The Palazzo San Sebastiano is a 16th-century palace in Mantua. Built by the Gonzaga family, since 19 March 2005 it has housed Mantua's city museum (Museo della Città di Palazzo San Sebastiano).

==History==
The building was constructed between 1506 and 1508 by Francesco II Gonzaga and became his favourite residence until his death in 1519. It was designed by Gerolamo Arcari and Bernardino Ghisolfo, who also commissioned artists such as Lorenzo Leonbruno, Matteo Costa and Lorenzo Costa the Elder to decorate the interior. The Palazzo's main hall was also the original setting for Mantegna's Triumphs of Caesar, now at Hampton Court near London.

After 1519 the Palazzo lost its prime position among the Gonzaga palaces, with its most valuable furniture and paintings moved elsewhere, and it was used by the Gonzaga di Novellara, Gazzuolo and Castiglione delle Stiviere branches of the family. It was in this Palazzo that Aloysius Gonzaga (a future saint) ceded his inheritance to his younger brother Rodolfo. The building was then forgotten until the mid 18th century, when it became a storehouse and barracks for the Austrian government. This usage accelerated the damage to and decay of the original structure, with the frescoes almost completely disappearing, especially when the building was used as a hospital in 1883. It was restored in the 20th century and became a public baths, an elephant colony, schools, storerooms and recreational societies.
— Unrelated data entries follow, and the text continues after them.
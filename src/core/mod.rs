pub mod case;
pub mod catalog;
pub mod environment;
pub mod pool;
pub mod relation;
pub mod search;
pub mod synthesis;
/// The case: every stage of generation wired together, from population to
/// environment.
///
/// Stages run in a fixed order on one generator: suspect count, suspect
/// profiles, clue templates, environment. Changing that order changes what a
/// seed produces.

use rand::rngs::StdRng;
use rand::{Rng, SeedableRng};
use serde::Serialize;
use std::ops::{Index, RangeInclusive};
use std::path::{Path, PathBuf};
use thiserror::Error;
use tracing::{debug, info};

use crate::core::catalog::{CatalogError, ClueCatalog, TraitCatalog};
use crate::core::environment::{Environment, EnvironmentOdds, OddsError};
use crate::core::pool::SuspectPool;
use crate::core::relation::{Commonalities, RelationGraph};
use crate::core::search::FactCombination;
use crate::core::synthesis::ClueSet;
use crate::schema::suspect::{Profile, Suspect, SuspectSet, GUILTY_INDEX, MAX_SUSPECTS};
use crate::schema::traits::TraitValue;

/// Default number of suspects, drawn uniformly.
pub const DEFAULT_SUSPECT_RANGE: RangeInclusive<usize> = 5..=10;

#[derive(Debug, Error)]
pub enum CaseError {
    #[error("catalog error: {0}")]
    Catalog(#[from] CatalogError),
    #[error("invalid suspect range {min}..={max}: must be non-empty and within 2..={limit}", limit = MAX_SUSPECTS)]
    InvalidSuspectRange { min: usize, max: usize },
    #[error("population of {0} suspects is outside 1..={limit}", limit = MAX_SUSPECTS)]
    InvalidPopulation(usize),
    #[error("invalid environment odds: {0}")]
    InvalidOdds(#[from] OddsError),
}

/// A generated murder mystery. Built via `Case::new` or `Case::builder()`.
#[derive(Debug, Clone, PartialEq, Serialize)]
pub struct Case {
    seed: u64,
    suspects: Vec<Suspect>,
    #[serde(skip)]
    graph: RelationGraph,
    commonalities: Commonalities,
    dopplegangers: SuspectSet,
    combination: FactCombination,
    clues: ClueSet,
    environment: Environment,
}

/// Builder for constructing a `Case`.
pub struct CaseBuilder {
    seed: Option<u64>,
    suspect_range: RangeInclusive<usize>,
    trait_catalog: Option<TraitCatalog>,
    trait_catalog_path: Option<PathBuf>,
    clue_catalog: Option<ClueCatalog>,
    clue_catalog_paths: Vec<PathBuf>,
    odds: EnvironmentOdds,
    population: Option<Vec<Profile>>,
}

impl Case {
    /// Generate a case with the standard catalogs. Without a seed, one is
    /// drawn from entropy and kept in [`Case::seed`].
    pub fn new(seed: Option<u64>) -> Self {
        generate(
            resolve_seed(seed),
            DEFAULT_SUSPECT_RANGE,
            &TraitCatalog::standard(),
            &ClueCatalog::standard(),
            &EnvironmentOdds::default(),
            None,
        )
    }

    pub fn builder() -> CaseBuilder {
        CaseBuilder {
            seed: None,
            suspect_range: DEFAULT_SUSPECT_RANGE,
            trait_catalog: None,
            trait_catalog_path: None,
            clue_catalog: None,
            clue_catalog_paths: Vec::new(),
            odds: EnvironmentOdds::default(),
            population: None,
        }
    }

    /// The seed that reproduces this case.
    pub fn seed(&self) -> u64 {
        self.seed
    }

    pub fn suspects(&self) -> &[Suspect] {
        &self.suspects
    }

    pub fn guilty(&self) -> &Suspect {
        &self.suspects[GUILTY_INDEX]
    }

    pub fn graph(&self) -> &RelationGraph {
        &self.graph
    }

    pub fn commonalities(&self) -> &Commonalities {
        &self.commonalities
    }

    /// Suspects the culprit cannot be told apart from by any single trait.
    pub fn dopplegangers(&self) -> SuspectSet {
        self.dopplegangers
    }

    pub fn combination(&self) -> &FactCombination {
        &self.combination
    }

    pub fn clues(&self) -> &ClueSet {
        &self.clues
    }

    pub fn environment(&self) -> &Environment {
        &self.environment
    }

    /// Indices of the suspects holding every value in `facts`, ascending.
    pub fn suspects_matching(&self, facts: &[TraitValue]) -> Vec<usize> {
        self.suspects
            .iter()
            .filter(|s| facts.iter().all(|f| s.has(f)))
            .map(|s| s.index())
            .collect()
    }

    /// Check an accusation.
    pub fn is_culprit(&self, index: usize) -> bool {
        self.suspects.get(index).is_some_and(|s| s.is_guilty())
    }
}

impl Index<usize> for Case {
    type Output = Suspect;

    fn index(&self, index: usize) -> &Suspect {
        &self.suspects[index]
    }
}

impl CaseBuilder {
    pub fn seed(mut self, seed: u64) -> Self {
        self.seed = Some(seed);
        self
    }

    /// Range the suspect count is drawn from. Ignored with a fixed
    /// population.
    pub fn suspect_range(mut self, range: RangeInclusive<usize>) -> Self {
        self.suspect_range = range;
        self
    }

    /// Provide a trait catalog directly.
    pub fn with_trait_catalog(mut self, catalog: TraitCatalog) -> Self {
        self.trait_catalog = Some(catalog);
        self
    }

    /// Load trait weight overrides from a RON file. Takes precedence over
    /// `with_trait_catalog`.
    pub fn trait_catalog_path(mut self, path: impl AsRef<Path>) -> Self {
        self.trait_catalog_path = Some(path.as_ref().to_path_buf());
        self
    }

    /// Replace the standard clue catalog.
    pub fn with_clue_catalog(mut self, catalog: ClueCatalog) -> Self {
        self.clue_catalog = Some(catalog);
        self
    }

    /// Append templates from a RON file to the clue catalog. May be called
    /// more than once.
    pub fn clue_catalog_path(mut self, path: impl AsRef<Path>) -> Self {
        self.clue_catalog_paths.push(path.as_ref().to_path_buf());
        self
    }

    pub fn environment_odds(mut self, odds: EnvironmentOdds) -> Self {
        self.odds = odds;
        self
    }

    /// Use fixed profiles instead of rolling suspects. The first profile is
    /// the culprit.
    pub fn population(mut self, profiles: Vec<Profile>) -> Self {
        self.population = Some(profiles);
        self
    }

    pub fn build(self) -> Result<Case, CaseError> {
        let (min, max) = (*self.suspect_range.start(), *self.suspect_range.end());
        if min < 2 || max > MAX_SUSPECTS || min > max {
            return Err(CaseError::InvalidSuspectRange { min, max });
        }
        if let Some(profiles) = &self.population {
            if profiles.is_empty() || profiles.len() > MAX_SUSPECTS {
                return Err(CaseError::InvalidPopulation(profiles.len()));
            }
        }
        self.odds.validate()?;

        let trait_catalog = match (&self.trait_catalog_path, self.trait_catalog) {
            (Some(path), _) => TraitCatalog::load_from_ron(path)?,
            (None, Some(catalog)) => catalog,
            (None, None) => TraitCatalog::standard(),
        };

        let mut clue_catalog = self.clue_catalog.unwrap_or_else(ClueCatalog::standard);
        for path in &self.clue_catalog_paths {
            clue_catalog.extend(ClueCatalog::load_from_ron(path)?);
        }

        Ok(generate(
            resolve_seed(self.seed),
            self.suspect_range,
            &trait_catalog,
            &clue_catalog,
            &self.odds,
            self.population.as_deref(),
        ))
    }
}

fn resolve_seed(seed: Option<u64>) -> u64 {
    seed.unwrap_or_else(|| StdRng::from_entropy().gen())
}

fn generate(
    seed: u64,
    suspect_range: RangeInclusive<usize>,
    traits: &TraitCatalog,
    catalog: &ClueCatalog,
    odds: &EnvironmentOdds,
    population: Option<&[Profile]>,
) -> Case {
    let mut rng = StdRng::seed_from_u64(seed);

    let suspects = match population {
        Some(profiles) => SuspectPool::from_profiles(profiles),
        None => {
            // Drawn as u32 so the stream matches on 32- and 64-bit targets.
            let (min, max) = (*suspect_range.start() as u32, *suspect_range.end() as u32);
            let n = rng.gen_range(min..=max) as usize;
            SuspectPool::generate(n, traits, &mut rng)
        }
    };

    let graph = RelationGraph::build(&suspects);
    let commonalities = Commonalities::analyze(&graph, GUILTY_INDEX);
    let dopplegangers = commonalities.dopplegangers();
    let combination = FactCombination::search(&commonalities);
    debug!(
        facts = combination.len(),
        unique = combination.is_unique(),
        dopplegangers = %dopplegangers,
        "fact combination chosen"
    );

    let clues = ClueSet::synthesize(&combination, &commonalities, catalog, &mut rng);
    let environment = Environment::derive(&clues, suspects.len(), odds, &mut rng);

    info!(
        seed,
        suspects = suspects.len(),
        clues = clues.len(),
        alibi = clues.needs_alibi(),
        "case generated"
    );

    Case {
        seed,
        suspects,
        graph,
        commonalities,
        dopplegangers,
        combination,
        clues,
        environment,
    }
}

#[cfg(test)]
mod tests {
    use super::*;
    use crate::schema::traits::*;

    fn base() -> Profile {
        Profile {
            gender: Gender::Female,
            eye_color: EyeColor::Green,
            hair_color: HairColor::Red,
            height: Height::Medium,
            blood_type: BloodType::B,
            hand: Hand::Right,
            link_to_victim: LinkToVictim::Ex,
        }
    }

    #[test]
    fn same_seed_same_case() {
        assert_eq!(Case::new(Some(42)), Case::new(Some(42)));
    }

    #[test]
    fn suspect_count_within_default_range() {
        for seed in 0..30 {
            let case = Case::new(Some(seed));
            assert!(DEFAULT_SUSPECT_RANGE.contains(&case.suspects().len()));
            assert!(case.guilty().is_guilty());
            assert_eq!(case.environment().can_inspect_houses.len(), case.suspects().len());
        }
    }

    #[test]
    fn entropy_seed_is_recorded() {
        let case = Case::new(None);
        assert_eq!(Case::new(Some(case.seed())), case);
    }

    #[test]
    fn fixed_range_is_honored() {
        let case = Case::builder().seed(9).suspect_range(7..=7).build().unwrap();
        assert_eq!(case.suspects().len(), 7);
    }

    #[test]
    fn builder_rejects_bad_configuration() {
        assert!(matches!(
            Case::builder().suspect_range(1..=5).build(),
            Err(CaseError::InvalidSuspectRange { min: 1, max: 5 })
        ));
        assert!(matches!(
            Case::builder().suspect_range(8..=6).build(),
            Err(CaseError::InvalidSuspectRange { .. })
        ));
        assert!(matches!(
            Case::builder().suspect_range(5..=33).build(),
            Err(CaseError::InvalidSuspectRange { .. })
        ));
        assert!(matches!(
            Case::builder().population(Vec::new()).build(),
            Err(CaseError::InvalidPopulation(0))
        ));
        let odds = EnvironmentOdds {
            neighbor: -0.1,
            ..Default::default()
        };
        assert!(matches!(
            Case::builder().environment_odds(odds).build(),
            Err(CaseError::InvalidOdds(OddsError { field: "neighbor", .. }))
        ));
    }

    #[test]
    fn builder_rejects_odds_that_would_panic_the_roll() {
        let above = EnvironmentOdds {
            cctv: 1.5,
            ..Default::default()
        };
        assert!(matches!(
            Case::builder().seed(1).environment_odds(above).build(),
            Err(CaseError::InvalidOdds(OddsError { field: "cctv", .. }))
        ));
        let nan = EnvironmentOdds {
            victim_phone: f64::NAN,
            ..Default::default()
        };
        assert!(matches!(
            Case::builder().seed(1).environment_odds(nan).build(),
            Err(CaseError::InvalidOdds(OddsError { field: "victim_phone", .. }))
        ));
        let edges = EnvironmentOdds {
            suspect_house: 0.0,
            cctv: 1.0,
            victim_phone: 1.0,
            neighbor: 0.0,
        };
        assert!(Case::builder().seed(1).environment_odds(edges).build().is_ok());
    }

    #[test]
    fn suspect_count_is_drawn_as_u32() {
        for seed in [0, 2, 4, 5, 42, 2026] {
            let expected = StdRng::seed_from_u64(seed).gen_range(5u32..=10) as usize;
            assert_eq!(Case::new(Some(seed)).suspects().len(), expected, "seed {seed}");
        }
        let expected = StdRng::seed_from_u64(77).gen_range(3u32..=32) as usize;
        let case = Case::builder().seed(77).suspect_range(3..=32).build().unwrap();
        assert_eq!(case.suspects().len(), expected);
    }

    #[test]
    fn missing_catalog_file_is_io_error() {
        let result = Case::builder()
            .clue_catalog_path("does/not/exist.ron")
            .build();
        assert!(matches!(
            result,
            Err(CaseError::Catalog(CatalogError::Io(_)))
        ));
    }

    #[test]
    fn fixed_population_is_used_verbatim() {
        let culprit = Profile {
            height: Height::Tall,
            hand: Hand::Left,
            ..base()
        };
        let profiles = vec![
            culprit,
            Profile {
                height: Height::Tall,
                ..base()
            },
            Profile {
                hand: Hand::Left,
                ..base()
            },
            base(),
        ];
        let case = Case::builder()
            .seed(1)
            .population(profiles.clone())
            .build()
            .unwrap();
        assert_eq!(case.suspects().len(), 4);
        assert_eq!(case[0].profile(), &culprit);
        assert_eq!(case[3].profile(), &profiles[3]);
        assert!(case.combination().is_unique());
        let facts: Vec<TraitValue> = case.clues().facts().collect();
        assert_eq!(case.suspects_matching(&facts), vec![GUILTY_INDEX]);
    }

    #[test]
    fn single_suspect_population_is_trivially_unique() {
        let case = Case::builder().seed(3).population(vec![base()]).build().unwrap();
        assert!(case.combination().is_unique());
        assert_eq!(case.combination().len(), 1);
        assert!(case.dopplegangers().is_empty());
        assert!(!case.clues().needs_alibi());
    }

    #[test]
    fn accusation() {
        let case = Case::new(Some(5));
        assert!(case.is_culprit(0));
        assert!(!case.is_culprit(1));
        assert!(!case.is_culprit(99));
    }

    #[test]
    fn empty_clue_catalog_yields_no_trait_clues() {
        let case = Case::builder()
            .seed(11)
            .with_clue_catalog(ClueCatalog::default())
            .build()
            .unwrap();
        assert_eq!(case.clues().len(), 0);
        assert!(!case.environment().can_inspect_murder_weapon);
        assert!(!case.environment().can_inspect_cctv);
    }

    #[test]
    fn serializes_without_graph() {
        let case = Case::new(Some(2));
        let text = ron::ser::to_string(&case).unwrap();
        assert!(text.contains("seed"));
        assert!(!text.contains("graph"));
    }
}
/// Routines: how evidence ended up where the player finds it.
use serde::{Deserialize, Serialize};

/// Where the victim's phone ends up after the murder.
#[derive(Debug, Clone, Copy, PartialEq, Eq, Hash, Serialize, Deserialize)]
pub enum VictimPhoneRoutine {
    NextToVictim,
    TrashCan,
    Lost,
}

impl VictimPhoneRoutine {
    pub const ALL: [VictimPhoneRoutine; 3] = [Self::NextToVictim, Self::TrashCan, Self::Lost];
}

/// How the victim's phone is locked.
#[derive(Debug, Clone, Copy, PartialEq, Eq, Hash, Serialize, Deserialize)]
pub enum VictimPhoneLockRoutine {
    LockBirthday,
    LockPet,
    LockMemo,
    Unlock,
}

impl VictimPhoneLockRoutine {
    pub const ALL: [VictimPhoneLockRoutine; 4] = [
        Self::LockBirthday,
        Self::LockPet,
        Self::LockMemo,
        Self::Unlock,
    ];

    /// A locked phone hides its hint in the victim's house.
    pub fn is_locked(&self) -> bool {
        !matches!(self, Self::Unlock)
    }
}

/// Where the murder weapon is left.
#[derive(Debug, Clone, Copy, PartialEq, Eq, Hash, Serialize, Deserialize)]
pub enum MurderWeaponRoutine {
    NextToVictim,
    TrashCan,
    Lost,
}

impl MurderWeaponRoutine {
    pub const ALL: [MurderWeaponRoutine; 3] = [Self::NextToVictim, Self::TrashCan, Self::Lost];
}
//! Mystery Case: procedural murder-mystery generation.
//!
//! Rolls a population of suspects, searches for the smallest set of the
//! culprit's traits that singles them out, and turns that set into
//! narrative clues and an explorable crime scene. Every stage is driven by
//! one seeded generator, so a seed fully reproduces a case.

pub mod core;
pub mod schema;
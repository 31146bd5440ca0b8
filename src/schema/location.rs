use serde::{Deserialize, Serialize};

/// Places where evidence turns up or people can be questioned.
#[derive(Debug, Clone, Copy, PartialEq, Eq, Hash, Serialize, Deserialize)]
pub enum Location {
    CrimeScene,
    Hospital,
    Police,
    Witness,
    Victim,
    Cctv,
    VictimPhone,
    MurderWeapon,
    Neighbor,
    VictimHouse,
    MurdererHouse,
}

impl Location {
    pub const ALL: [Location; 11] = [
        Self::CrimeScene,
        Self::Hospital,
        Self::Police,
        Self::Witness,
        Self::Victim,
        Self::Cctv,
        Self::VictimPhone,
        Self::MurderWeapon,
        Self::Neighbor,
        Self::VictimHouse,
        Self::MurdererHouse,
    ];

    /// Returns the tag string for this location (e.g., "location:cctv").
    pub fn tag(&self) -> &'static str {
        match self {
            Self::CrimeScene => "location:crime_scene",
            Self::Hospital => "location:hospital",
            Self::Police => "location:police",
            Self::Witness => "location:witness",
            Self::Victim => "location:victim",
            Self::Cctv => "location:cctv",
            Self::VictimPhone => "location:victim_phone",
            Self::MurderWeapon => "location:murder_weapon",
            Self::Neighbor => "location:neighbor",
            Self::VictimHouse => "location:victim_house",
            Self::MurdererHouse => "location:murderer_house",
        }
    }

    /// Look up a location by tag, with or without the `location:` prefix.
    pub fn from_tag(tag: &str) -> Option<Location> {
        let name = tag.strip_prefix("location:").unwrap_or(tag);
        Self::ALL
            .into_iter()
            .find(|l| l.tag().strip_prefix("location:") == Some(name))
    }
}
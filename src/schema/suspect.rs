use serde::{Deserialize, Serialize};
use std::fmt;

use super::traits::{
    BloodType, EyeColor, Gender, HairColor, Hand, Height, LinkToVictim, TraitCategory, TraitValue,
};

/// Index of the culprit in every population.
pub const GUILTY_INDEX: usize = 0;

/// Largest population a [`SuspectSet`] can address.
pub const MAX_SUSPECTS: usize = 32;

/// One value per trait category.
#[derive(Debug, Clone, Copy, PartialEq, Eq, Hash, Serialize, Deserialize)]
pub struct Profile {
    pub gender: Gender,
    pub eye_color: EyeColor,
    pub hair_color: HairColor,
    pub height: Height,
    pub blood_type: BloodType,
    pub hand: Hand,
    pub link_to_victim: LinkToVictim,
}

impl Profile {
    /// The value this profile holds for `category`.
    pub fn get(&self, category: TraitCategory) -> TraitValue {
        match category {
            TraitCategory::Gender => TraitValue::Gender(self.gender),
            TraitCategory::HairColor => TraitValue::HairColor(self.hair_color),
            TraitCategory::EyeColor => TraitValue::EyeColor(self.eye_color),
            TraitCategory::Height => TraitValue::Height(self.height),
            TraitCategory::BloodType => TraitValue::BloodType(self.blood_type),
            TraitCategory::Hand => TraitValue::Hand(self.hand),
            TraitCategory::LinkToVictim => TraitValue::LinkToVictim(self.link_to_victim),
        }
    }

    /// All held values, in canonical category order.
    pub fn traits(&self) -> [TraitValue; TraitCategory::COUNT] {
        TraitCategory::ALL.map(|category| self.get(category))
    }

    /// Returns true if this profile holds `value`.
    pub fn has(&self, value: &TraitValue) -> bool {
        self.get(value.category()) == *value
    }
}

/// A person of interest. Immutable once built; the guilty flag follows
/// from the index at construction.
#[derive(Debug, Clone, PartialEq, Eq, Serialize, Deserialize)]
pub struct Suspect {
    index: usize,
    guilty: bool,
    profile: Profile,
}

impl Suspect {
    pub fn new(index: usize, profile: Profile) -> Self {
        Self {
            index,
            guilty: index == GUILTY_INDEX,
            profile,
        }
    }

    pub fn index(&self) -> usize {
        self.index
    }

    pub fn is_guilty(&self) -> bool {
        self.guilty
    }

    pub fn profile(&self) -> &Profile {
        &self.profile
    }

    pub fn trait_value(&self, category: TraitCategory) -> TraitValue {
        self.profile.get(category)
    }

    pub fn has(&self, value: &TraitValue) -> bool {
        self.profile.has(value)
    }
}

/// A small set of suspect indices, stored as a bitmask.
///
/// Serializes as a sorted list of indices.
#[derive(Debug, Clone, Copy, PartialEq, Eq, Hash, Default, Serialize, Deserialize)]
#[serde(try_from = "Vec<usize>", into = "Vec<usize>")]
pub struct SuspectSet(u32);

impl SuspectSet {
    pub fn new() -> Self {
        Self(0)
    }

    pub fn single(index: usize) -> Self {
        let mut set = Self::new();
        set.insert(index);
        set
    }

    /// Every index in `0..count`.
    pub fn all(count: usize) -> Self {
        (0..count).collect()
    }

    /// Panics if `index` is not below [`MAX_SUSPECTS`].
    pub fn insert(&mut self, index: usize) {
        assert!(
            index < MAX_SUSPECTS,
            "suspect index {index} exceeds the supported population"
        );
        self.0 |= 1 << index;
    }

    /// Removes `index`, returning whether it was present.
    pub fn remove(&mut self, index: usize) -> bool {
        let present = self.contains(index);
        if present {
            self.0 &= !(1 << index);
        }
        present
    }

    pub fn contains(&self, index: usize) -> bool {
        index < MAX_SUSPECTS && self.0 & (1 << index) != 0
    }

    pub fn len(&self) -> usize {
        self.0.count_ones() as usize
    }

    pub fn is_empty(&self) -> bool {
        self.0 == 0
    }

    pub fn intersection(&self, other: SuspectSet) -> SuspectSet {
        SuspectSet(self.0 & other.0)
    }

    /// Indices in ascending order.
    pub fn iter(&self) -> impl Iterator<Item = usize> {
        let bits = self.0;
        (0..MAX_SUSPECTS).filter(move |&i| bits & (1 << i) != 0)
    }
}

impl FromIterator<usize> for SuspectSet {
    fn from_iter<I: IntoIterator<Item = usize>>(iter: I) -> Self {
        let mut set = SuspectSet::new();
        for index in iter {
            set.insert(index);
        }
        set
    }
}

impl TryFrom<Vec<usize>> for SuspectSet {
    type Error = String;

    fn try_from(indices: Vec<usize>) -> Result<Self, Self::Error> {
        if let Some(bad) = indices.iter().find(|i| **i >= MAX_SUSPECTS) {
            return Err(format!(
                "suspect index {bad} exceeds the supported population of {MAX_SUSPECTS}"
            ));
        }
        Ok(indices.into_iter().collect())
    }
}

impl From<SuspectSet> for Vec<usize> {
    fn from(set: SuspectSet) -> Self {
        set.iter().collect()
    }
}

impl fmt::Display for SuspectSet {
    fn fmt(&self, f: &mut fmt::Formatter<'_>) -> fmt::Result {
        let indices: Vec<String> = self.iter().map(|i| i.to_string()).collect();
        write!(f, "{{{}}}", indices.join(", "))
    }
}
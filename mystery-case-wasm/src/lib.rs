//! WASM bindings for mystery-case: powers the browser version of the game.

use wasm_bindgen::prelude::*;

use mystery_case::core::case::Case;
use mystery_case::schema::location::Location;
use mystery_case::schema::traits::TraitCategory;

// ---------------------------------------------------------------------------
// JSON helper types for communication across the WASM boundary
// ---------------------------------------------------------------------------

/// A suspect as the player sees it: traits, but not guilt.
#[derive(serde::Serialize)]
struct SuspectInfo {
    index: usize,
    traits: Vec<(String, String)>,
    house_searchable: bool,
}

#[derive(serde::Serialize)]
struct ClueInfo {
    location: String,
    description: String,
}

#[derive(serde::Serialize)]
struct AccusationResult {
    correct: bool,
    culprit: Option<usize>,
}

/// Generate a case and return it as JSON, solution included.
#[wasm_bindgen]
pub fn generate_case(seed: Option<u64>) -> Result<String, JsError> {
    let case = Case::new(seed);
    serde_json::to_string(&case).map_err(|e| JsError::new(&format!("Serialization error: {e}")))
}

// ---------------------------------------------------------------------------
// CaseDemo: one game in progress
// ---------------------------------------------------------------------------
#[wasm_bindgen]
pub struct CaseDemo {
    case: Case,
    accusations: u32,
}

#[wasm_bindgen]
impl CaseDemo {
    /// Start a game. Without a seed one is drawn at random.
    #[wasm_bindgen(constructor)]
    pub fn new(seed: Option<u64>) -> CaseDemo {
        CaseDemo {
            case: Case::new(seed),
            accusations: 0,
        }
    }

    /// The seed that reproduces this game.
    pub fn seed(&self) -> u64 {
        self.case.seed()
    }

    /// JSON array of suspects without the guilty flag.
    pub fn suspects(&self) -> Result<String, JsError> {
        let env = self.case.environment();
        let suspects: Vec<SuspectInfo> = self
            .case
            .suspects()
            .iter()
            .map(|s| SuspectInfo {
                index: s.index(),
                traits: TraitCategory::ALL
                    .iter()
                    .map(|c| (c.name().to_string(), s.trait_value(*c).label().to_string()))
                    .collect(),
                house_searchable: env.can_inspect_house(s.index()),
            })
            .collect();
        serde_json::to_string(&suspects)
            .map_err(|e| JsError::new(&format!("Serialization error: {e}")))
    }

    /// JSON array of location tags the player may visit for evidence.
    pub fn inspectable_locations(&self) -> String {
        let env = self.case.environment();
        let tags: Vec<&str> = Location::ALL
            .into_iter()
            .filter(|l| env.can_inspect(*l))
            .map(|l| l.tag())
            .collect();
        serde_json::to_string(&tags).unwrap_or_else(|_| "[]".to_string())
    }

    /// Inspect a location by tag (e.g. "cctv"). Returns a JSON array of the
    /// clues found there.
    pub fn inspect(&self, location: &str) -> Result<String, JsError> {
        let location = Location::from_tag(location)
            .ok_or_else(|| JsError::new(&format!("Unknown location: {location}")))?;
        if !self.case.environment().can_inspect(location) {
            return Err(JsError::new(&format!(
                "Nothing to inspect at {}",
                location.tag()
            )));
        }
        let found: Vec<ClueInfo> = self
            .case
            .clues()
            .clues
            .iter()
            .filter(|c| c.template.location == location)
            .map(|c| ClueInfo {
                location: location.tag().to_string(),
                description: format!("{} ({})", c.template.description, c.fact),
            })
            .collect();
        serde_json::to_string(&found)
            .map_err(|e| JsError::new(&format!("Serialization error: {e}")))
    }

    /// True when the traits alone do not settle the case and alibis must be
    /// checked.
    pub fn needs_alibi(&self) -> bool {
        self.case.clues().needs_alibi()
    }

    /// Accuse a suspect. Returns JSON `{ correct, culprit }`; the culprit is
    /// only revealed once the accusation is right.
    pub fn check_accusation(&mut self, index: usize) -> Result<String, JsError> {
        if index >= self.case.suspects().len() {
            return Err(JsError::new(&format!("No suspect #{index}")));
        }
        self.accusations += 1;
        let correct = self.case.is_culprit(index);
        let result = AccusationResult {
            correct,
            culprit: correct.then_some(index),
        };
        serde_json::to_string(&result)
            .map_err(|e| JsError::new(&format!("Serialization error: {e}")))
    }

    /// Number of accusations made so far.
    pub fn accusations(&self) -> u32 {
        self.accusations
    }

    /// Full case as JSON, solution included.
    pub fn reveal(&self) -> Result<String, JsError> {
        serde_json::to_string(&self.case)
            .map_err(|e| JsError::new(&format!("Serialization error: {e}")))
    }

    /// Start over with a new seed.
    pub fn reset(&mut self, seed: Option<u64>) {
        self.case = Case::new(seed);
        self.accusations = 0;
    }
}
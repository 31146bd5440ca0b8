/// Detective example: plays one case the way a player would.
///
/// Visits every open location, strikes out suspects whose traits contradict
/// what was found, checks alibis if the traits are not enough, then accuses.
///
/// Run with: cargo run --example detective [seed]

use mystery_case::core::case::Case;
use mystery_case::schema::location::Location;
use mystery_case::schema::suspect::SuspectSet;

fn main() {
    let seed = std::env::args().nth(1).and_then(|s| s.parse().ok());
    let case = Case::new(seed);
    let env = case.environment();

    println!("Case #{}: {} suspects\n", case.seed(), case.suspects().len());

    let mut standing = SuspectSet::all(case.suspects().len());

    for location in Location::ALL {
        if !env.can_inspect(location) {
            continue;
        }
        for clue in case.clues().clues.iter().filter(|c| c.template.location == location) {
            let before = standing.len();
            standing = standing
                .iter()
                .filter(|&i| case[i].has(&clue.fact))
                .collect();
            println!(
                "[{}] {} => {} ({} -> {} suspects)",
                location.tag(),
                clue.template.description,
                clue.fact,
                before,
                standing.len()
            );
        }
    }

    if let Some(alibi) = case.clues().alibi {
        println!("\nThe evidence fits more than one person. Checking alibis...");
        for index in alibi.suspects.iter() {
            println!("  suspect #{index} was seen elsewhere that night");
            standing.remove(index);
        }
    }

    let accused = standing.iter().next();
    match accused {
        Some(index) if case.is_culprit(index) => {
            println!("\nSuspect #{index} is arrested. Case closed.")
        }
        Some(index) => println!("\nSuspect #{index} is arrested, but the real killer walks free."),
        None => println!("\nNo one fits the evidence."),
    }
}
Another restoration from 1999 to 2003 aimed wherever possible to restore the building to its original scheme and at least partially to recover the interior and exterior wall paintings and decoration. It allowed the fragments of external fresco to be stabilised and recovered, showing them to be typical of Mantuan buildings from 1550 to 1600. In 2003 the Loggia dei marmi and cycle of frescoes in the Camera del Crogiuolo, Camera delle Frecce and Camera del Sole were all opened to the public. The 2012 Northern Italy earthquakes damaged some rooms in the Palazzo.

== Museum ==
The Museum was founded in the 19th century as the Museo Patrio. It is displayed in seven thematic sections:
- The city and water - Ground floor, Loggia dei marmi
- Emblems of Kindness - Ground floor, Sala del Porcospino and Sala del Crogiolo
- City of Princes - Ground floor, Sala dei Trionfi
- The Cult of Antiquity - First floor, Camera de' Brevi
- The Rebirth of Antiquity - Mantua as Rome - First floor, Sala delle Frecce
- Mantegna's Triumphs of Caesar - First floor, Sala Est
- Examples of Mantuan painting from the 15th and 16th centuries - Second floor, Galleria Superiore

The works displayed included:
- School of Andrea Mantegna, Occasio e Poenitentia (c 1500)
- Antonio da Pavia, Madonna and Child with Saints Jerome, Albert, Angelo and Peter (oil on canvas, 1500)
- attributed to Giovanni Cristoforo Romano, Bust of Francesco II Gonzaga, (terracotta, c 1498-1500)

=== Risorgimento section ===
The Museo del Risorgimento di Mantova was inaugurated on 3 March 1903, the fiftieth anniversary of the death of the Belfiore martyrs. It was based in several different locations until in 2005, with no base of its own, its collections were formally merged into that of the City Museum. The weapons, uniforms, newspapers, manifestoes, paintings and stamps in the Risorgimento collection date from the Napoleonic era until the Third Italian War of Independence, after which Mantua was annexed to the Kingdom of Italy. The display deals with Mantua's part in the Risorgimento and consists of five sections - the Napoleonic era; the Restoration and the Revolutions of 1848; the Belfiore conspiracy; the period between the Second and Third Wars of Independence.